LOS DIOSES SIEMPRE RÍEN

De entre todas las conversaciones que Tiziano Terzani mantuvo con su hijo Folco en un pueblo perdido de Italia antes de su inevitable muerte y que han sido recogidas en la necesaria e inestimable obra El fin es mi principio, hay una que destaca sobre todas las demás. En ella, después de un rato de conversación Folco, preocupado, pregunta a su padre qué hacer ante el terror producido por la presencia de alguien siniestro o poderoso. Tiziano, sin inmutarse, se recuesta en su gompa y le responde:

-Imagínatelo cagando.

Parece que en Occidente nos tomamos demasiado en serio las cosas. Tanto, que a pesar de que han pasado unas cuantas semanas de silencio desde que algunas gacetas humorísticas volvieron a la carga utilizando al Islam como objeto de sus caricaturas, aún siguen apareciendo artículos como el que firma Daniel Gascón en Letras Libres intentando acotar un suceso que debería estar asumido y resuelto desde hace décadas o siglos. Hablo en siglos porque el tira y afloja en torno a la libertad de expresión lleva produciéndose desde que la humanidad es humanidad, y en un sentido ampliado, grotesco y periodístico, desde los siglos XVIII y XIX, con el nacimiento de la prensa moderna y su difusión cada vez más amplia.

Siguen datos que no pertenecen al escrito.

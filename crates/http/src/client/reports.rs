//! Reporting API client methods

use super::gateway::AuthGateway;
use crate::error::ApiError;
use crate::types::{
    FinancialReport, FinancialReportPayload, Paginated, ProgressReport, ProgressReportPayload,
};

impl AuthGateway {
    /// List progress reports, optionally scoped to one application
    pub async fn list_progress_reports(
        &self,
        application: Option<i64>,
    ) -> Result<Paginated<ProgressReport>, ApiError> {
        let path = match application {
            Some(id) => format!("/api/grants/reports/progress/?application={id}"),
            None => "/api/grants/reports/progress/".to_string(),
        };
        self.get(&path).await
    }

    /// File a progress report
    pub async fn create_progress_report(
        &self,
        payload: &ProgressReportPayload,
    ) -> Result<ProgressReport, ApiError> {
        self.post_json("/api/grants/reports/progress/", payload)
            .await
    }

    /// Update a progress report still in draft
    pub async fn update_progress_report(
        &self,
        id: i64,
        payload: &ProgressReportPayload,
    ) -> Result<ProgressReport, ApiError> {
        self.put_json(&format!("/api/grants/reports/progress/{id}/"), payload)
            .await
    }

    /// List financial reports, optionally scoped to one application
    pub async fn list_financial_reports(
        &self,
        application: Option<i64>,
    ) -> Result<Paginated<FinancialReport>, ApiError> {
        let path = match application {
            Some(id) => format!("/api/grants/reports/financial/?application={id}"),
            None => "/api/grants/reports/financial/".to_string(),
        };
        self.get(&path).await
    }

    /// File a financial report; spend totals are validated server-side
    pub async fn create_financial_report(
        &self,
        payload: &FinancialReportPayload,
    ) -> Result<FinancialReport, ApiError> {
        self.post_json("/api/grants/reports/financial/", payload)
            .await
    }

    /// Update a financial report still in draft
    pub async fn update_financial_report(
        &self,
        id: i64,
        payload: &FinancialReportPayload,
    ) -> Result<FinancialReport, ApiError> {
        self.put_json(&format!("/api/grants/reports/financial/{id}/"), payload)
            .await
    }
}
//! Per-request options accepted by the gateway

use reqwest::header::HeaderMap;
use reqwest::Method;
use serde::Serialize;
#[cfg(not(target_arch = "wasm32"))]
use std::time::Duration;

use crate::error::ApiError;

/// Request body: either pre-serialized text or a value serialized to JSON
/// just before sending
#[derive(Debug, Clone)]
pub enum RequestBody {
    Raw(String),
    Json(serde_json::Value),
}

impl RequestBody {
    /// Serialize a value into the JSON variant
    pub fn json<T: Serialize>(value: &T) -> Result<Self, ApiError> {
        Ok(Self::Json(serde_json::to_value(value)?))
    }

    pub(crate) fn into_text(self) -> Result<String, ApiError> {
        match self {
            Self::Raw(text) => Ok(text),
            Self::Json(value) => Ok(serde_json::to_string(&value)?),
        }
    }
}

/// Options for a gateway request.
///
/// Caller-supplied headers are applied first; `Content-Type` and
/// `Authorization` are always re-applied by the gateway afterwards, so
/// overrides of those two are not honored.
#[derive(Debug, Clone, Default)]
pub struct RequestOptions {
    /// HTTP verb; GET when omitted
    pub method: Option<Method>,
    /// Extra headers merged into the request
    pub headers: HeaderMap,
    /// Optional request body
    pub body: Option<RequestBody>,
    /// Per-request timeout; `None` preserves run-to-completion behavior.
    /// Not supported by the browser transport.
    #[cfg(not(target_arch = "wasm32"))]
    pub timeout: Option<Duration>,
}

impl RequestOptions {
    /// GET with no body
    pub fn get() -> Self {
        Self::default()
    }

    /// Verb with no body
    pub fn method(method: Method) -> Self {
        Self {
            method: Some(method),
            ..Self::default()
        }
    }

    /// Verb with a JSON body
    pub fn with_json<T: Serialize>(method: Method, body: &T) -> Result<Self, ApiError> {
        Ok(Self {
            method: Some(method),
            body: Some(RequestBody::json(body)?),
            ..Self::default()
        })
    }
}

#[cfg(test)]
mod tests {
    use super::*;
    use serde_json::json;

    #[test]
    fn raw_bodies_are_sent_verbatim() {
        let body = RequestBody::Raw("{\"already\":\"encoded\"}".into());
        assert_eq!(body.into_text().unwrap(), "{\"already\":\"encoded\"}");
    }

    #[test]
    fn json_bodies_are_serialized_once() {
        let body = RequestBody::Json(json!({"name": "Global Health Fund"}));
        assert_eq!(
            body.into_text().unwrap(),
            "{\"name\":\"Global Health Fund\"}"
        );
    }

    #[test]
    fn method_defaults_to_get() {
        assert!(RequestOptions::get().method.is_none());
    }
}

Todos sabemos -y esto es innegable: quien lo niegue miente- que la libertad de expresión es utilizada como una excusa demasiado amplia como para dirigir ataques y escudarlos en ella. Es una bonita trampa: en una sociedad que sigue sin comprender las cosas, que su máximo avance ha sido hablar de derechos (¡cuidado, no de Justicia!) y que, en realidad, esa incomprensión le conduce a intentar una y otra vez imponer unas cosas sobre las otras, bajo el paraguas de la libertad de expresión se puede insultar o hacer daño a alguien zafándose, además, de las evidentes protestas del agredido, que quedará ante todos como un fundamentalista y un censor. Y cuando los argumentos del agredido, más o menos justos que los del agresor, comienzan a corroer el montaje de la libertad de expresión, entonces siempre se responde lo mismo: chico, que poco sentido del humor tienes.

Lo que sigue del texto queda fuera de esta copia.